Dari persidangan itu terungkap bahwa dasar pelapor (H. Sar’ie) mengklaim memiliki 40% saham PT Indomarta Multi Mining (PT IMM) adalah perjanjian hutang piutang antara pelapor dengan para terdakwa tertanggal 14 Juni 2013.
“Faktanya, terungkap di persidangan ternyata pemberian pinjaman oleh pelapor tersebut tidak di berikan seluruhnya, demikian pula Perjanjian Pengikatan Jual Beli Saham (PPJB Saham) No.125 tanggal 16 Juli 2014 bahwa pelapor tidak melakukan pembayaran sama sekali atas jual beli saham,” ungkap Deri.
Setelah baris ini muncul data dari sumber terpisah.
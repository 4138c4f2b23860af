//! Lab event schedule fan-out: the shared calendar's create/update/delete
//! notifications on one fixed global topic.

use std::sync::Arc;

use chrono::{DateTime, Utc};
use serde::{Deserialize, Serialize};
use serde_json::json;

use crate::realtime::{json_frame, Global, TopicRegistry};

/// A committed change to a scheduled lab event.
#[derive(Debug, Clone, Serialize, Deserialize)]
#[serde(tag = "action", rename_all = "lowercase")]
pub enum ScheduleEvent {
    Create {
        id: i64,
        title: String,
        description: String,
        unit: String,
        user_id: String,
        user_name: String,
        mail_send: bool,
        start: DateTime<Utc>,
        end: DateTime<Utc>,
    },
    Update {
        id: i64,
        title: String,
        description: String,
        mail_send: bool,
        start: DateTime<Utc>,
        end: DateTime<Utc>,
        unit: String,
    },
    Delete {
        id: i64,
    },
}

pub struct ScheduleCoordinator {
    pub topic: Arc<TopicRegistry<Global>>,
}

impl ScheduleCoordinator {
    pub(super) fn new() -> Self {
        Self {
            topic: Arc::new(TopicRegistry::new("schedule")),
        }
    }

    pub fn event_changed(&self, event: &ScheduleEvent) -> usize {
        self.topic.broadcast(&Global, json_frame(&json!(event)))
    }
}

#[cfg(test)]
mod tests {
    use super::*;
    use crate::realtime::Connection;
    use serde_json::Value;

    #[test]
    fn update_carries_record_fields() {
        let coord = ScheduleCoordinator::new();
        let (conn, mut rx) = Connection::channel();
        conn.open().unwrap();
        coord.topic.attach(Global, &conn).unwrap();

        coord.event_changed(&ScheduleEvent::Update {
            id: 12,
            title: "journal club".to_string(),
            description: "room B".to_string(),
            mail_send: false,
            start: Utc::now(),
            end: Utc::now(),
            unit: "weekly".to_string(),
        });
        let value: Value = serde_json::from_str(&rx.try_recv().unwrap()).unwrap();
        assert_eq!(value["action"], "update");
        assert_eq!(value["unit"], "weekly");
        assert_eq!(value["id"], 12);
    }
}
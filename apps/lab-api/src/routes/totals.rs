//! Per-user unread-total feed: one socket covers both chat domains, so the
//! badge in the app shell updates no matter which screen is open.

use axum::extract::{Path, State, WebSocketUpgrade};
use axum::response::IntoResponse;
use axum::routing::get;
use axum::Router;

use crate::realtime::socket::{self, EchoPolicy};
use crate::AppState;

pub fn router() -> Router<AppState> {
    Router::new().route("/ws/unread-totals/{user_id}", get(totals_socket))
}

async fn totals_socket(
    ws: WebSocketUpgrade,
    State(state): State<AppState>,
    Path(user_id): Path<String>,
) -> impl IntoResponse {
    let registry = state.hub.totals.clone();
    ws.on_upgrade(move |socket| {
        socket::serve_topic(socket, registry, user_id, EchoPolicy::Envelope)
    })
}
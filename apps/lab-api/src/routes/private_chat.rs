//! Private chat: room and per-user feed sockets, plus the post-commit event
//! shims the CRUD service calls after persisting a change.

use axum::extract::{Path, State, WebSocketUpgrade};
use axum::response::IntoResponse;
use axum::routing::{get, post};
use axum::{Json, Router};
use serde::Deserialize;

use crate::fanout::private_chat::{PrivateMessagePosted, PrivateReadUpdate};
use crate::realtime::socket::{self, EchoPolicy};
use crate::AppState;

use super::Delivered;

pub fn router() -> Router<AppState> {
    Router::new()
        .route("/ws/private-chat/rooms/{room_id}", get(room_socket))
        .route("/ws/private-chat/users/{user_id}", get(feed_socket))
        .route("/api/v1/events/private-chat/messages", post(message_posted))
        .route("/api/v1/events/private-chat/reads", post(reads_marked))
        .route(
            "/api/v1/events/private-chat/message-read",
            post(message_read),
        )
}

async fn room_socket(
    ws: WebSocketUpgrade,
    State(state): State<AppState>,
    Path(room_id): Path<i64>,
) -> impl IntoResponse {
    let registry = state.hub.private_chat.rooms.clone();
    ws.on_upgrade(move |socket| {
        socket::serve_topic(socket, registry, room_id, EchoPolicy::Envelope)
    })
}

async fn feed_socket(
    ws: WebSocketUpgrade,
    State(state): State<AppState>,
    Path(user_id): Path<String>,
) -> impl IntoResponse {
    let registry = state.hub.private_chat.feeds.clone();
    ws.on_upgrade(move |socket| {
        socket::serve_topic(socket, registry, user_id, EchoPolicy::Envelope)
    })
}

async fn message_posted(
    State(state): State<AppState>,
    Json(event): Json<PrivateMessagePosted>,
) -> Json<Delivered> {
    let delivered = state.hub.private_chat.message_posted(&event);
    Json(Delivered { delivered })
}

#[derive(Debug, Deserialize)]
struct ReadsMarkedRequest {
    private_chat_room_id: i64,
    updates: Vec<PrivateReadUpdate>,
}

async fn reads_marked(
    State(state): State<AppState>,
    Json(body): Json<ReadsMarkedRequest>,
) -> Json<Delivered> {
    let delivered = state
        .hub
        .private_chat
        .reads_marked(body.private_chat_room_id, &body.updates);
    Json(Delivered { delivered })
}

#[derive(Debug, Deserialize)]
struct MessageReadRequest {
    private_chat_room_id: i64,
    id: i64,
    is_read: bool,
}

async fn message_read(
    State(state): State<AppState>,
    Json(body): Json<MessageReadRequest>,
) -> Json<Delivered> {
    let delivered =
        state
            .hub
            .private_chat
            .message_read(body.private_chat_room_id, body.id, body.is_read);
    Json(Delivered { delivered })
}
use std::collections::HashMap;

/// HTTP request methods.
///
/// Commands ride on POST; other methods are still parsed so the gate can
/// answer them with a rejection instead of a protocol error.
#[derive(Debug, Clone, PartialEq, Eq)]
pub enum Method {
    GET,
    POST,
    PUT,
    DELETE,
    HEAD,
    OPTIONS,
    PATCH,
}

/// The request line and headers of an HTTP request.
///
/// The body is not part of the head; it is read separately, and only after
/// the head has passed the gateway preconditions.
#[derive(Debug, Clone)]
pub struct RequestHead {
    /// The HTTP method (GET, POST, etc.)
    pub method: Method,
    /// The request path as sent, query string included (e.g. "/db?trace=1")
    pub path: String,
    /// HTTP version (typically "HTTP/1.1")
    pub version: String,
    /// Request headers as key-value pairs, names preserved as received
    pub headers: HashMap<String, String>,
}

impl Method {
    /// Parses an HTTP method from a string.
    ///
    /// # Arguments
    ///
    /// * `s` - String representation of the method (case-sensitive, typically uppercase)
    ///
    /// # Returns
    ///
    /// `Some(Method)` if the string matches a known method, `None` otherwise.
    ///
    /// # Example
    ///
    /// ```
    /// # use keygate::http::request::Method;
    /// assert_eq!(Method::from_str("POST"), Some(Method::POST));
    /// assert_eq!(Method::from_str("post"), None);
    /// ```
    pub fn from_str(s: &str) -> Option<Self> {
        match s {
            "GET" => Some(Method::GET),
            "POST" => Some(Method::POST),
            "PUT" => Some(Method::PUT),
            "DELETE" => Some(Method::DELETE),
            "HEAD" => Some(Method::HEAD),
            "OPTIONS" => Some(Method::OPTIONS),
            "PATCH" => Some(Method::PATCH),
            _ => None,
        }
    }
}

impl RequestHead {
    /// Retrieves a header value by name.
    ///
    /// Header names are compared ASCII-case-insensitively, as HTTP requires;
    /// the stored value is returned untouched.
    pub fn header(&self, name: &str) -> Option<&str> {
        self.headers
            .iter()
            .find(|(k, _)| k.eq_ignore_ascii_case(name))
            .map(|(_, v)| v.as_str())
    }

    /// Retrieves the Content-Length header value and parses it as a usize.
    ///
    /// Returns 0 if the header is missing or not a valid number.
    pub fn content_length(&self) -> usize {
        self.header("Content-Length")
            .and_then(|v| v.parse().ok())
            .unwrap_or(0)
    }

    /// Determines whether the connection should remain open after the response.
    ///
    /// Checks the Connection header. For HTTP/1.1, the default is `true` (keep-alive).
    pub fn keep_alive(&self) -> bool {
        self.header("Connection")
            .map(|v| v.eq_ignore_ascii_case("keep-alive"))
            .unwrap_or(true) // HTTP/1.1 default
    }

    /// The resource target: the path with its leading separator stripped and
    /// any query component removed.
    ///
    /// "/db?trace=1" and "/db" both yield "db"; "/" yields "".
    pub fn endpoint(&self) -> &str {
        let path = self.path.strip_prefix('/').unwrap_or(&self.path);
        path.split('?').next().unwrap_or("")
    }
}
Adapun ahli hukum perdata, Ahmad Redi, mengatakan, bahwa peralihan saham dalam suatu perusahaan khususnya perusahaan tambang batubara tidak bisa dilakukan sekonyong-konyong hanya dengan PPJB saham.
Melainkan harus ditindaklanjuti dengan AJB saham kemudian dinyatakan dalam akta pernyataan RUPS. Lalu, dimintakan persetujuan kepada Menteri ESDM sesuai UU Pertambangan Mineral dan Batubara.
“Kasus ini bermula dari perjanjian utang piutang, jadi merupakan hubungan hukum perdata dan sudah berkekuatan hukum tetap berdasar putusan Mahkamah Agung (MA). Sehingga, kasus ini murni ranah perdata dan bukan kasus pidana,” tandasnya.